> _What to do_: Look through the data below for the string "Create", and copy every line where it turns up.

⁂

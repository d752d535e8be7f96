//! Cache backend trait and statistics.

use async_trait::async_trait;
use serde::{Deserialize, Serialize};
use sightline_core::CacheError;
use std::time::Duration;

/// Cache backend trait for pluggable cache implementations.
///
/// Backends are fallible: a remote or poisoned store reports `CacheError`.
/// Callers never see those errors directly; [`crate::TtlCache`] turns them
/// into misses.
///
/// # Expiry
///
/// Every entry carries its own deadline, fixed at `put` time. A `get` after
/// the deadline must behave as a miss and may drop the entry on the spot.
/// `sweep_expired` removes every dead entry without waiting for access.
///
/// # Concurrency
///
/// Implementations must be safe to share across tasks. Operations on
/// different keys should not serialize behind one global lock.
#[async_trait]
pub trait CacheBackend<K, V>: Send + Sync
where
    K: Send + Sync + 'static,
    V: Send + Sync + 'static,
{
    /// Get a live value, refreshing its recency.
    async fn get(&self, key: &K) -> Result<Option<V>, CacheError>;

    /// Insert or replace a value that expires after `ttl`.
    ///
    /// Inserting past capacity evicts the least recently used entry.
    async fn put(&self, key: K, value: V, ttl: Duration) -> Result<(), CacheError>;

    /// Remove a key. Returns whether an entry was present.
    async fn invalidate(&self, key: &K) -> Result<bool, CacheError>;

    /// Drop every expired entry. Returns how many were removed.
    async fn sweep_expired(&self) -> Result<usize, CacheError>;

    /// Remove every entry.
    async fn clear(&self) -> Result<(), CacheError>;

    /// Number of stored entries, including expired ones not yet swept.
    async fn len(&self) -> Result<usize, CacheError>;

    async fn is_empty(&self) -> Result<bool, CacheError> {
        Ok(self.len().await? == 0)
    }

    /// Get cache statistics.
    async fn stats(&self) -> Result<CacheStats, CacheError>;
}

/// Statistics about cache usage.
#[derive(Debug, Clone, Default, PartialEq, Eq, Serialize, Deserialize)]
pub struct CacheStats {
    /// Number of cache hits.
    pub hits: u64,
    /// Number of cache misses, expired entries included.
    pub misses: u64,
    /// Number of entries currently in cache.
    pub entry_count: u64,
    /// Number of evictions due to capacity.
    pub evictions: u64,
    /// Number of entries dropped because their TTL passed.
    pub expirations: u64,
    /// Number of backend errors absorbed as misses.
    pub faults: u64,
}

impl CacheStats {
    /// Calculate the hit rate (0.0 to 1.0).
    pub fn hit_rate(&self) -> f64 {
        let total = self.hits + self.misses;
        if total == 0 {
            0.0
        } else {
            self.hits as f64 / total as f64
        }
    }
}
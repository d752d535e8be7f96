//! Health check types
//!
//! An orchestrator reports one check per protected dependency and per cache,
//! rolled up into a single `HealthReport`.

use crate::{CircuitState, FailureRecord, ModelInfo, Timestamp};
use serde::{Deserialize, Serialize};
use std::collections::HashMap;

/// Health status for a service or component.
#[derive(Debug, Clone, Copy, PartialEq, Eq, Hash, PartialOrd, Ord, Serialize, Deserialize)]
#[serde(rename_all = "lowercase")]
pub enum HealthStatus {
    /// Component is fully operational
    Healthy,
    /// Component is operational but degraded
    Degraded,
    /// Component is not operational
    Unhealthy,
}

impl From<CircuitState> for HealthStatus {
    fn from(state: CircuitState) -> Self {
        match state {
            CircuitState::Closed => HealthStatus::Healthy,
            CircuitState::HalfOpen => HealthStatus::Degraded,
            CircuitState::Open => HealthStatus::Unhealthy,
        }
    }
}

/// Detailed health check result for a component.
#[derive(Debug, Clone, PartialEq, Serialize, Deserialize)]
pub struct HealthCheck {
    /// Overall health status
    pub status: HealthStatus,
    /// Component name
    pub component: String,
    /// Detailed status message
    pub message: Option<String>,
    /// Additional metadata
    pub metadata: Option<HashMap<String, serde_json::Value>>,
}

impl HealthCheck {
    /// Create a healthy check result.
    pub fn healthy(component: impl Into<String>) -> Self {
        Self {
            status: HealthStatus::Healthy,
            component: component.into(),
            message: None,
            metadata: None,
        }
    }

    /// Create a degraded check result.
    pub fn degraded(component: impl Into<String>, message: impl Into<String>) -> Self {
        Self {
            status: HealthStatus::Degraded,
            component: component.into(),
            message: Some(message.into()),
            metadata: None,
        }
    }

    /// Create an unhealthy check result.
    pub fn unhealthy(component: impl Into<String>, message: impl Into<String>) -> Self {
        Self {
            status: HealthStatus::Unhealthy,
            component: component.into(),
            message: Some(message.into()),
            metadata: None,
        }
    }

    /// Check derived from a circuit breaker's state.
    pub fn for_breaker(
        component: impl Into<String>,
        state: CircuitState,
        failures: FailureRecord,
    ) -> Self {
        let component = component.into();
        let check = match state {
            CircuitState::Closed => Self::healthy(component),
            CircuitState::HalfOpen => Self::degraded(component, "circuit half-open, probing"),
            CircuitState::Open => Self::unhealthy(component, "circuit open, failing fast"),
        };
        check
            .with_metadata("circuit_state", serde_json::json!(state.as_str()))
            .with_metadata("consecutive_failures", serde_json::json!(failures.count))
    }

    /// Add metadata.
    pub fn with_metadata(mut self, key: impl Into<String>, value: serde_json::Value) -> Self {
        self.metadata
            .get_or_insert_with(HashMap::new)
            .insert(key.into(), value);
        self
    }
}

/// Aggregate health of an orchestrator and its dependencies.
#[derive(Debug, Clone, PartialEq, Serialize, Deserialize)]
pub struct HealthReport {
    /// Worst status among `checks`
    pub status: HealthStatus,
    pub checks: Vec<HealthCheck>,
    pub model: ModelInfo,
    pub checked_at: Timestamp,
}

impl HealthReport {
    pub fn new(checks: Vec<HealthCheck>, model: ModelInfo, checked_at: Timestamp) -> Self {
        let status = checks
            .iter()
            .map(|c| c.status)
            .max()
            .unwrap_or(HealthStatus::Healthy);
        Self {
            status,
            checks,
            model,
            checked_at,
        }
    }

    /// Look up a check by component name.
    pub fn check(&self, component: &str) -> Option<&HealthCheck> {
        self.checks.iter().find(|c| c.component == component)
    }
}

#[cfg(test)]
mod tests {
    use super::*;
    use chrono::Utc;

    fn model() -> ModelInfo {
        ModelInfo {
            name: "mock".to_string(),
            version: "1.0.0".to_string(),
            num_classes: 20,
        }
    }

    #[test]
    fn test_breaker_state_maps_to_status() {
        assert_eq!(HealthStatus::from(CircuitState::Closed), HealthStatus::Healthy);
        assert_eq!(HealthStatus::from(CircuitState::HalfOpen), HealthStatus::Degraded);
        assert_eq!(HealthStatus::from(CircuitState::Open), HealthStatus::Unhealthy);
    }

    #[test]
    fn test_for_breaker_metadata() {
        let check = HealthCheck::for_breaker(
            "classifier",
            CircuitState::Open,
            FailureRecord {
                count: 5,
                last_failure_ago_ms: Some(10),
            },
        );
        assert_eq!(check.status, HealthStatus::Unhealthy);
        let meta = check.metadata.unwrap();
        assert_eq!(meta["circuit_state"], "open");
        assert_eq!(meta["consecutive_failures"], 5);
    }

    #[test]
    fn test_report_takes_worst_status() {
        let report = HealthReport::new(
            vec![
                HealthCheck::healthy("fingerprint_cache"),
                HealthCheck::degraded("data_source", "probing"),
                HealthCheck::healthy("classifier"),
            ],
            model(),
            Utc::now(),
        );
        assert_eq!(report.status, HealthStatus::Degraded);
        assert!(report.check("data_source").is_some());
        assert!(report.check("nope").is_none());

        let empty = HealthReport::new(vec![], model(), Utc::now());
        assert_eq!(empty.status, HealthStatus::Healthy);
    }

    #[test]
    fn test_status_serializes_lowercase() {
        let json = serde_json::to_string(&HealthStatus::Unhealthy).unwrap();
        assert_eq!(json, "\"unhealthy\"");
    }
}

⁂

> _Output of the task_:
    /// Create a healthy check result.
    /// Create a degraded check result.
    /// Create an unhealthy check result.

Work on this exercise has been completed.